‘Children . . . pay attention please . . . we’re going to tell you a nice story.’ It’s time to gather round and listen to the BBC, which was accused earlier this year of trivialising output after it was advised to ‘retire’ some of its traditional programmes to free slots for new ideas. Just who are these advisers? Nobody denies that the channel controllers are technically clever but do they know anything about the topics they are supposed to be covering? Perhaps they haven’t been around long enough? The Corporation’s coverage of political programmes is an illustration of its terror of seeming too intellectual. The new ‘flagship’ Politics Live is at the forefront of outstanding mediocrity which reduces the level of political discourse to that of a Joyce Grenfell nursery school. Anybody switching on to last Friday’s programme was confronted with a menagerie of guests talking over each other and giggling as various outside broadcasters were either slurping coffee or fiddling with their make-up. In another shot, viewers were treated to a vision of a young woman’s long, brightly painted nails as the presenter, dressed in a hoodie and looking sweaty and dishevelled, informed the enraptured audience that she was ‘a proper Brexitcast superfan’. It was idiotic.
Radio 4’s Any Questions was broadcast the same evening from the Stoller Hall in Manchester, an institution for gifted young musicians. Thank goodness Shakira Martin, president of the National Union of Students, was on hand to represent them and 7million other students with her political opinions, which were for the most part totally unintelligible. Presumably the BBC believed that Ms Martin, who appeared incapable of stringing a logical sentence together, could be relied upon to articulate her members’ legitimate concerns. Better still, perhaps she could be persuaded to equip herself with a dictionary and a coherent political argument.

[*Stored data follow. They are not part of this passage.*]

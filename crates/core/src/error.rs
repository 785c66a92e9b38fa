use thiserror::Error;

use crate::catalogue::CatalogueError;
use crate::model::QuestionError;
use crate::session::SessionError;

#[derive(Debug, Error)]
pub enum Error {
    #[error(transparent)]
    Question(#[from] QuestionError),
    #[error(transparent)]
    Catalogue(#[from] CatalogueError),
    #[error(transparent)]
    Session(#[from] SessionError),
}
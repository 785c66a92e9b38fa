use quiz_core::model::{CategoryId, LevelId, ResultSummary};

/// A finished attempt's result on its way to the results screen.
#[derive(Debug, Clone, PartialEq)]
pub struct ResultHandoff {
    pub category_id: CategoryId,
    pub level_id: LevelId,
    pub summary: ResultSummary,
}

/// One-shot slot carrying a `ResultHandoff` from the quiz screen to the
/// results screen.
///
/// Taking the result empties the slot, so revisiting the results screen
/// without a fresh attempt finds nothing.
#[derive(Debug, Default)]
pub struct ResultsSlot {
    pending: Option<ResultHandoff>,
}

impl ResultsSlot {
    #[must_use]
    pub fn new() -> Self {
        Self::default()
    }

    /// Store a handoff, replacing any unclaimed one.
    pub fn put(&mut self, handoff: ResultHandoff) {
        self.pending = Some(handoff);
    }

    /// Take the pending summary if it belongs to this category and level.
    ///
    /// A handoff for a different level stays in the slot.
    pub fn take_for(&mut self, category_id: &str, level_id: &str) -> Option<ResultSummary> {
        let matches = self.pending.as_ref().is_some_and(|h| {
            h.category_id.as_str() == category_id && h.level_id.as_str() == level_id
        });
        if !matches {
            return None;
        }
        self.pending.take().map(|h| h.summary)
    }

    /// Drop any unclaimed handoff.
    pub fn clear(&mut self) {
        self.pending = None;
    }

    #[must_use]
    pub fn is_empty(&self) -> bool {
        self.pending.is_none()
    }
}
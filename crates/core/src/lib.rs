#![forbid(unsafe_code)]

pub mod catalogue;
pub mod error;
pub mod model;
pub mod progression;
pub mod session;
pub mod time;

pub use catalogue::{Catalogue, LEVELS_PER_CATEGORY, QUESTIONS_PER_LEVEL};
pub use error::Error;
pub use time::Clock;
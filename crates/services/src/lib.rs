#![forbid(unsafe_code)]

pub mod app_services;
pub mod error;
pub mod navigation;
pub mod overview;
pub mod sessions;

pub use quiz_core::Clock;

pub use app_services::AppServices;
pub use error::{AppServicesError, Missing, QuizError};
pub use navigation::Route;
pub use overview::{CategoryOverview, CategorySummary, LevelCard, OverviewService};
pub use sessions::{
    AdvanceResult, CompletedQuiz, QuestionView, QuizLoopService, ResultHandoff, ResultsSlot,
    ResultsView, StartedQuiz,
};
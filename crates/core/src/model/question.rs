use thiserror::Error;

use crate::model::ids::QuestionId;

#[derive(Debug, Error, Clone, PartialEq, Eq)]
#[non_exhaustive]
pub enum QuestionError {
    #[error("question prompt cannot be empty")]
    EmptyPrompt,

    #[error("a question needs at least two options, got {count}")]
    TooFewOptions { count: usize },

    #[error("correct option {index} is out of range for {count} options")]
    CorrectOptionOutOfRange { index: usize, count: usize },
}

/// A single multiple-choice question.
#[derive(Debug, Clone, PartialEq, Eq)]
pub struct Question {
    id: QuestionId,
    prompt: String,
    options: Vec<String>,
    correct_option: usize,
    explanation: String,
}

impl Question {
    /// Creates a validated question.
    ///
    /// # Errors
    ///
    /// Returns `QuestionError` if the prompt is blank, fewer than two options
    /// are given, or `correct_option` does not index into `options`.
    pub fn new(
        id: QuestionId,
        prompt: impl Into<String>,
        options: Vec<String>,
        correct_option: usize,
        explanation: impl Into<String>,
    ) -> Result<Self, QuestionError> {
        let prompt = prompt.into();
        if prompt.trim().is_empty() {
            return Err(QuestionError::EmptyPrompt);
        }
        if options.len() < 2 {
            return Err(QuestionError::TooFewOptions {
                count: options.len(),
            });
        }
        if correct_option >= options.len() {
            return Err(QuestionError::CorrectOptionOutOfRange {
                index: correct_option,
                count: options.len(),
            });
        }

        Ok(Self {
            id,
            prompt,
            options,
            correct_option,
            explanation: explanation.into(),
        })
    }

    /// Copy of this question under a new id and prompt, used when padding a level.
    #[must_use]
    pub fn relabeled(&self, id: QuestionId, prompt: String) -> Self {
        Self {
            id,
            prompt,
            ..self.clone()
        }
    }

    #[must_use]
    pub fn id(&self) -> &QuestionId {
        &self.id
    }

    #[must_use]
    pub fn prompt(&self) -> &str {
        &self.prompt
    }

    #[must_use]
    pub fn options(&self) -> &[String] {
        &self.options
    }

    #[must_use]
    pub fn correct_option(&self) -> usize {
        self.correct_option
    }

    #[must_use]
    pub fn explanation(&self) -> &str {
        &self.explanation
    }

    /// Returns true when `selected` is the correct option.
    #[must_use]
    pub fn is_correct(&self, selected: usize) -> bool {
        selected == self.correct_option
    }
}
//! Plain-text rendering of shell screens.

use std::fmt::Write as _;

use quiz_core::model::QuestionOutcome;
use quiz_core::progression::LevelStatus;
use services::{CategoryOverview, CategorySummary, QuestionView, ResultsView};

use crate::shell::Screen;

const BAR_WIDTH: usize = 20;

/// Elapsed seconds as `m:ss`.
#[must_use]
pub fn format_elapsed(seconds: u64) -> String {
    let minutes = seconds / 60;
    let remainder = seconds % 60;
    format!("{minutes}:{remainder:02}")
}

#[must_use]
pub fn format_percentage(value: f64) -> String {
    format!("{value:.1}%")
}

#[allow(
    clippy::cast_possible_truncation,
    clippy::cast_sign_loss,
    clippy::cast_precision_loss
)]
fn progress_bar(fraction: f64) -> String {
    let filled = (fraction.clamp(0.0, 1.0) * BAR_WIDTH as f64).round() as usize;
    format!("[{}{}]", "#".repeat(filled), "-".repeat(BAR_WIDTH - filled))
}

/// Render a screen plus an optional one-line notice.
#[must_use]
pub fn render_screen(screen: &Screen, notice: Option<&str>) -> String {
    let mut out = match screen {
        Screen::Home(categories) => render_home(categories),
        Screen::Category(overview) => render_category(overview),
        Screen::Quiz(view) => render_question(view),
        Screen::Results(view) => render_results(view),
        Screen::Fallback { message } => render_fallback(message),
    };
    if let Some(notice) = notice {
        let _ = writeln!(out, "\n! {notice}");
    }
    out
}

fn render_home(categories: &[CategorySummary]) -> String {
    let mut out = String::from("Quiz\nPick a category to see its levels.\n\n");
    for (i, category) in categories.iter().enumerate() {
        let _ = writeln!(
            out,
            "  {}. {} [{}]  {}/{} levels completed, {} questions",
            i + 1,
            category.name,
            category.difficulty,
            category.completed_levels,
            category.level_count,
            category.question_count,
        );
        let _ = writeln!(out, "     {}", category.description);
    }
    out.push_str("\n<number> open category | go <path> | q quit\n");
    out
}

fn level_status_label(status: LevelStatus) -> String {
    match status {
        LevelStatus::Locked => "locked".to_owned(),
        LevelStatus::Available => "start".to_owned(),
        LevelStatus::Completed {
            percentage: Some(percentage),
        } => format!("retake, last {}", format_percentage(percentage)),
        LevelStatus::Completed { percentage: None } => "retake".to_owned(),
    }
}

fn render_category(overview: &CategoryOverview) -> String {
    let summary = &overview.summary;
    let mut out = String::new();
    let _ = writeln!(out, "{} ({})", summary.name, summary.difficulty);
    let _ = writeln!(out, "{}", summary.description);
    let _ = writeln!(
        out,
        "{}/{} levels completed\n",
        summary.completed_levels, summary.level_count
    );
    for card in &overview.levels {
        let _ = writeln!(
            out,
            "  {:>2}. {:<10} {} questions  [{}]",
            card.level_number,
            card.title,
            card.question_count,
            level_status_label(card.status),
        );
    }
    out.push_str("\n<number> start level | b back | h home | q quit\n");
    out
}

fn render_question(view: &QuestionView) -> String {
    let progress = &view.progress;
    let mut out = String::new();
    let _ = writeln!(
        out,
        "Question {} of {}  {} {:.0}%  {}",
        progress.question_number,
        progress.total,
        progress_bar(progress.fraction),
        progress.fraction * 100.0,
        format_elapsed(view.question_elapsed_seconds),
    );
    let _ = writeln!(out, "\n{}\n", view.prompt);

    for (i, option) in view.options.iter().enumerate() {
        let marker = match (view.selected, view.correct_option) {
            (Some(_), Some(correct)) if correct == i => "  <- correct",
            (Some(selected), _) if selected == i => "  <- your answer",
            _ => "",
        };
        let _ = writeln!(out, "  {}. {option}{marker}", i + 1);
    }

    if view.is_revealed() {
        let verdict = if view.is_correct == Some(true) {
            "Correct!"
        } else {
            "Incorrect."
        };
        let _ = writeln!(out, "\n{verdict}");
        if let Some(explanation) = &view.explanation {
            let _ = writeln!(out, "{explanation}");
        }
        let next = if view.is_last { "finish" } else { "next question" };
        let _ = writeln!(out, "\nn {next} | x exit | q quit");
    } else {
        out.push_str("\n<number> answer | x exit | q quit\n");
    }
    out
}

fn outcome_mark(outcome: QuestionOutcome) -> char {
    match outcome {
        QuestionOutcome::Correct => '+',
        QuestionOutcome::Incorrect => 'x',
        QuestionOutcome::Unanswered => '.',
    }
}

fn render_results(view: &ResultsView) -> String {
    let mut out = String::new();
    let _ = writeln!(out, "{}", view.band.message());
    let _ = writeln!(out, "{} - Level {}\n", view.category_name, view.level_number);
    let _ = writeln!(
        out,
        "Score: {}/{} ({})",
        view.correct_count,
        view.total_questions,
        format_percentage(view.score_percentage)
    );
    let _ = writeln!(
        out,
        "Correct: {}  Incorrect: {}  Time: {}",
        view.correct_count,
        view.incorrect_count,
        format_elapsed(view.elapsed_seconds)
    );

    let grid: Vec<String> = view
        .review
        .iter()
        .map(|item| format!("{}{}", item.number, outcome_mark(item.outcome)))
        .collect();
    let _ = writeln!(out, "Review: {}", grid.join(" "));

    out.push('\n');
    if view.next_level.is_some() {
        out.push_str("n next level | ");
    }
    out.push_str("r retake | l levels | h home | q quit\n");
    out
}

fn render_fallback(message: &str) -> String {
    format!("Nothing here\n{message}\n\nPress enter to go home | q quit\n")
}
use crate::model::question::Question;

/// How a single question ended up in a finished attempt.
#[derive(Debug, Clone, Copy, PartialEq, Eq)]
pub enum QuestionOutcome {
    Correct,
    Incorrect,
    Unanswered,
}

impl QuestionOutcome {
    #[must_use]
    pub fn is_correct(self) -> bool {
        matches!(self, Self::Correct)
    }
}

/// Scored outcome of one finished level attempt.
///
/// Transient: handed to the results screen and the progress store once, then
/// dropped.
#[derive(Debug, Clone, PartialEq)]
pub struct ResultSummary {
    correct_count: u32,
    total_questions: u32,
    score_percentage: f64,
    elapsed_seconds: u64,
    answer_selections: Vec<Option<usize>>,
}

impl ResultSummary {
    /// Score `selections` against `questions`.
    ///
    /// A position counts as correct only when a selection is present and equals
    /// that question's correct option. Missing selections count as wrong.
    #[must_use]
    pub fn score(
        questions: &[Question],
        selections: &[Option<usize>],
        elapsed_seconds: u64,
    ) -> Self {
        let correct = questions
            .iter()
            .zip(selections)
            .filter(|(question, selected)| selected.is_some_and(|s| question.is_correct(s)))
            .count();

        Self::from_parts(
            u32::try_from(correct).unwrap_or(u32::MAX),
            u32::try_from(questions.len()).unwrap_or(u32::MAX),
            elapsed_seconds,
            selections.to_vec(),
        )
    }

    /// Build a summary from already-counted values.
    ///
    /// The percentage is derived here and left unrounded.
    #[must_use]
    pub fn from_parts(
        correct_count: u32,
        total_questions: u32,
        elapsed_seconds: u64,
        answer_selections: Vec<Option<usize>>,
    ) -> Self {
        let score_percentage = if total_questions == 0 {
            0.0
        } else {
            100.0 * f64::from(correct_count) / f64::from(total_questions)
        };

        Self {
            correct_count,
            total_questions,
            score_percentage,
            elapsed_seconds,
            answer_selections,
        }
    }

    #[must_use]
    pub fn correct_count(&self) -> u32 {
        self.correct_count
    }

    #[must_use]
    pub fn total_questions(&self) -> u32 {
        self.total_questions
    }

    #[must_use]
    pub fn incorrect_count(&self) -> u32 {
        self.total_questions.saturating_sub(self.correct_count)
    }

    #[must_use]
    pub fn score_percentage(&self) -> f64 {
        self.score_percentage
    }

    #[must_use]
    pub fn elapsed_seconds(&self) -> u64 {
        self.elapsed_seconds
    }

    #[must_use]
    pub fn answer_selections(&self) -> &[Option<usize>] {
        &self.answer_selections
    }

    /// Per-question outcome, in question order.
    #[must_use]
    pub fn outcomes(&self, questions: &[Question]) -> Vec<QuestionOutcome> {
        questions
            .iter()
            .enumerate()
            .map(|(i, question)| match self.answer_selections.get(i).copied().flatten() {
                None => QuestionOutcome::Unanswered,
                Some(selected) if question.is_correct(selected) => QuestionOutcome::Correct,
                Some(_) => QuestionOutcome::Incorrect,
            })
            .collect()
    }
}
use quiz_core::Catalogue;
use quiz_core::model::{CategoryId, LevelId, QuestionOutcome, ResultSummary};
use quiz_core::progression::{ScoreBand, ScoreTone, forward_shortcut};

use crate::error::{Missing, QuizError};

/// One square of the per-question review grid.
#[derive(Debug, Clone, Copy, PartialEq, Eq)]
pub struct QuestionReviewItem {
    pub number: usize,
    pub outcome: QuestionOutcome,
}

/// Everything the results screen shows for a finished attempt.
#[derive(Debug, Clone, PartialEq)]
pub struct ResultsView {
    pub category_id: CategoryId,
    pub category_name: String,
    pub level_id: LevelId,
    pub level_number: u32,
    pub correct_count: u32,
    pub incorrect_count: u32,
    pub total_questions: u32,
    pub score_percentage: f64,
    pub elapsed_seconds: u64,
    pub band: ScoreBand,
    pub tone: ScoreTone,
    pub review: Vec<QuestionReviewItem>,
    /// Offered only at the shortcut threshold and when a next level exists.
    pub next_level: Option<LevelId>,
}

/// Build the results screen from a handed-off summary.
///
/// The summary is never reconstructed from stored progress: without it the
/// results are simply not found.
///
/// # Errors
///
/// Returns `QuizError::NotFound` if the category, level or summary is missing.
pub fn build_results_view(
    catalogue: &Catalogue,
    category_id: &str,
    level_id: &str,
    summary: Option<ResultSummary>,
) -> Result<ResultsView, QuizError> {
    let category = catalogue
        .find_category(category_id)
        .ok_or_else(|| QuizError::NotFound(Missing::Category(category_id.to_owned())))?;
    let level = category.find_level(level_id).ok_or_else(|| {
        QuizError::NotFound(Missing::Level {
            category: category_id.to_owned(),
            level: level_id.to_owned(),
        })
    })?;
    let summary = summary.ok_or_else(|| {
        QuizError::NotFound(Missing::Results {
            category: category_id.to_owned(),
            level: level_id.to_owned(),
        })
    })?;

    let percentage = summary.score_percentage();
    let review = summary
        .outcomes(level.questions())
        .into_iter()
        .enumerate()
        .map(|(i, outcome)| QuestionReviewItem {
            number: i + 1,
            outcome,
        })
        .collect();

    Ok(ResultsView {
        category_id: category.id().clone(),
        category_name: category.name().to_owned(),
        level_id: level.id().clone(),
        level_number: level.level_number(),
        correct_count: summary.correct_count(),
        incorrect_count: summary.incorrect_count(),
        total_questions: summary.total_questions(),
        score_percentage: percentage,
        elapsed_seconds: summary.elapsed_seconds(),
        band: ScoreBand::for_percentage(percentage),
        tone: ScoreTone::for_percentage(percentage),
        review,
        next_level: forward_shortcut(category, level.id(), percentage).map(|l| l.id().clone()),
    })
}

#[cfg(test)]
mod tests {
    use super::*;

    fn summary(correct: u32) -> ResultSummary {
        let selections = (0..20)
            .map(|i| Some(if i < correct { 0 } else { 3 }))
            .collect();
        ResultSummary::from_parts(correct, 20, 95, selections)
    }

    #[test]
    fn passing_score_offers_next_level() {
        let catalogue = Catalogue::builtin().unwrap();
        let view = build_results_view(
            &catalogue,
            "intermediate",
            "intermediate-level-1",
            Some(summary(12)),
        )
        .unwrap();

        assert!((view.score_percentage - 60.0).abs() < f64::EPSILON);
        assert_eq!(view.band, ScoreBand::NotBad);
        assert_eq!(view.tone, ScoreTone::Warning);
        assert_eq!(
            view.next_level.as_ref().map(LevelId::as_str),
            Some("intermediate-level-2")
        );
        assert_eq!(view.review.len(), 20);
        assert_eq!(view.review[0].number, 1);
    }

    #[test]
    fn failing_score_has_no_shortcut() {
        let catalogue = Catalogue::builtin().unwrap();
        let view =
            build_results_view(&catalogue, "beginner", "beginner-level-3", Some(summary(11)))
                .unwrap();
        assert!(view.next_level.is_none());
        assert_eq!(view.incorrect_count, 9);
    }

    #[test]
    fn last_level_has_no_shortcut() {
        let catalogue = Catalogue::builtin().unwrap();
        let view =
            build_results_view(&catalogue, "beginner", "beginner-level-10", Some(summary(20)))
                .unwrap();
        assert!(view.next_level.is_none());
        assert_eq!(view.band, ScoreBand::Outstanding);
    }

    #[test]
    fn missing_handoff_is_not_found() {
        let catalogue = Catalogue::builtin().unwrap();
        let err = build_results_view(&catalogue, "beginner", "beginner-level-1", None).unwrap_err();
        assert!(matches!(err, QuizError::NotFound(Missing::Results { .. })));
    }

    #[test]
    fn unknown_level_is_not_found() {
        let catalogue = Catalogue::builtin().unwrap();
        let err = build_results_view(&catalogue, "beginner", "nope", Some(summary(20)))
            .unwrap_err();
        assert!(matches!(err, QuizError::NotFound(Missing::Level { .. })));
    }
}
use chrono::{DateTime, Utc};

use quiz_core::session::QuizSession;

use super::progress::SessionProgress;

/// Snapshot of the question on screen.
///
/// Answer data (`correct_option`, `explanation`) is only present once the
/// learner's answer has been revealed.
#[derive(Debug, Clone, PartialEq)]
pub struct QuestionView {
    pub progress: SessionProgress,
    pub prompt: String,
    pub options: Vec<String>,
    pub selected: Option<usize>,
    pub correct_option: Option<usize>,
    pub is_correct: Option<bool>,
    pub explanation: Option<String>,
    pub is_last: bool,
    pub question_elapsed_seconds: u64,
}

impl QuestionView {
    /// Build the view for the current question; `None` once the session is complete.
    #[must_use]
    pub fn of(session: &QuizSession, now: DateTime<Utc>) -> Option<Self> {
        let question = session.current_question()?;
        let feedback = session.feedback();

        Some(Self {
            progress: SessionProgress::of(session),
            prompt: question.prompt().to_owned(),
            options: question.options().to_vec(),
            selected: feedback.as_ref().map(|f| f.selected),
            correct_option: feedback.as_ref().map(|f| f.correct_option),
            is_correct: feedback.as_ref().map(|f| f.is_correct),
            explanation: feedback.as_ref().map(|f| f.explanation.to_owned()),
            is_last: session.is_last_question(),
            question_elapsed_seconds: session.question_elapsed_seconds(now),
        })
    }

    #[must_use]
    pub fn is_revealed(&self) -> bool {
        self.selected.is_some()
    }
}

#[cfg(test)]
mod tests {
    use super::*;
    use chrono::Duration;
    use quiz_core::Catalogue;
    use quiz_core::model::CategoryId;
    use quiz_core::time::fixed_now;

    fn session() -> QuizSession {
        let catalogue = Catalogue::builtin().unwrap();
        let level = catalogue.find_level("beginner", "beginner-level-1").unwrap();
        QuizSession::start(CategoryId::new("beginner"), level, fixed_now()).unwrap()
    }

    #[test]
    fn hides_answer_until_revealed() {
        let session = session();
        let view = QuestionView::of(&session, fixed_now() + Duration::seconds(4)).unwrap();

        assert_eq!(view.prompt, "What does AI stand for?");
        assert_eq!(view.options.len(), 4);
        assert_eq!(view.progress.question_number, 1);
        assert_eq!(view.progress.total, 20);
        assert!(!view.is_revealed());
        assert!(view.correct_option.is_none());
        assert_eq!(view.question_elapsed_seconds, 4);
    }

    #[test]
    fn reveals_feedback_after_answer() {
        let mut session = session();
        session.select_answer(1).unwrap();
        let view = QuestionView::of(&session, fixed_now()).unwrap();

        assert_eq!(view.selected, Some(1));
        assert_eq!(view.correct_option, Some(0));
        assert_eq!(view.is_correct, Some(false));
        assert!(view.explanation.unwrap().starts_with("AI stands for"));
        assert_eq!(view.progress.answered, 1);
    }
}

The BBC has a mania about attracting ‘yoof’, whom it imagines are too fixated on trivia and celebrities to be bothered with critical political debate or differing viewpoints. This is as disingenuous as it is insulting. Most people have no wish to be talked down to, but treated as equals. BBC political output appears to conform to one formula: descending to ever-lower intellectual standards and presented by anybody the corporation believes conforms to its perception of what is ‘correct’ in Britain today, preferably inarticulate, incoherent and shouty. The BBC has an obligation to the public who pay for it and when it is covering something serious it should treat it as such. We deserve better.